First, to summarise ‘The Eye of the Sibyl’: the story is narrated by a Roman living some two thousand years ago. His name is Philos Diktos (i.e., Philip Dick), a priest at the temple at Cumae, where the famous Sibyl resides. A sibyl was a prophetess in ancient times who uttered prophecies about the future.

Because the nature of her prophecies tended to be rather vague and cryptic, the adjective ‘sibylline’ was later coined to describe something that is oracular and prophetic or mysterious and enigmatic.

Philos Diktos sees the Sibyl speak to two gods, who predict the decline of the Roman Empire. He then speaks as a young boy in twentieth-century America, an aspiring writer who shares many features with the real Philip K. Dick. He becomes distracted from his schoolwork by his calling to become a creative writer.

He has dreams, including one which prophesies the assassination of John F. Kennedy two days before the assassination actually took place; he also has dreams of space, and dreams in which he can speak Latin.

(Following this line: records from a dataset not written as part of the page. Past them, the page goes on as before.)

//! The environment a proposal executes in.

use agora_staking::StakeView;
use agora_types::{Address, Amount, Timestamp};

/// Everything governance needs from the outside world while finishing a
/// proposal: the stake capability for the quorum denominator, an opaque call
/// primitive, and the swap-and-burn primitive behind the buy-back action.
///
/// Errors are revert reasons; governance surfaces them as `ExecutionFailed`.
pub trait ExecutionHost: StakeView {
    /// Route `data` to `target` with `caller` as the immediate caller.
    fn call(&mut self, caller: Address, target: Address, data: &[u8], now: Timestamp) -> Result<(), String>;

    /// Swap `native_amount` of `caller`'s native balance for the governed
    /// token and burn the proceeds. Returns the amount burned.
    fn buy_back_and_burn(&mut self, caller: Address, native_amount: Amount) -> Result<Amount, String>;
}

He goes to see his therapist, Carol Heims, to discuss these dreams and what they might mean, but he finds himself imagining her half-naked as a belly dancer rather than really listening to her.

Then, he starts to recall occasional details from his past life as a Roman priest: for instance, when he sees an illustration of the snake-entwined staff carried by ancient healers, he knows that it’s called a ‘caduceus’, but he isn’t sure how he knows this.

Eventually, this modern-day Philip Dick recalls everything about his past: how, before he was a priest in Roman times, he came originally from the star Albemuth. He, like the Sibyl’s two gods (with whom he now converses), is immortal. At the end of the story, Philos Diktos is back in Roman times, quoting from the poet Virgil, who wrote of an ‘Iron Prison’ falling and a ‘golden race’ arising.

Analysis

‘The Eye of the Sibyl’ is one of Dick’s more Borgesian stories, and it’s hard to imagine Dick wasn’t familiar with Borges’ story ‘The Immortal’, in which the Greek epic poet Homer lives for millennia under different names. Both Dick’s story and Borges’ fiction love to play with myth, prophecy, mystical experience, and the idea of the immortal figure who exists at different historical times.

‘The Eye of the Sibyl’ is also about the role of the writer. Sigmund Freud wrote an essay titled ‘Creative Writers and Day-Dreaming’ in 1908, but Dick’s story suggests that all writers are dreamers in a more oracular sense, as if they are either recalling some distant past to which they are connected or foreseeing a future that will come to pass.

It may be a fairly slight story, but ‘The Eye of the Sibyl’, in Dick’s distinctive way, offers a new take on the Borgesian ‘Immortal’ in relation to the work of the writer, who is always poet and visionary.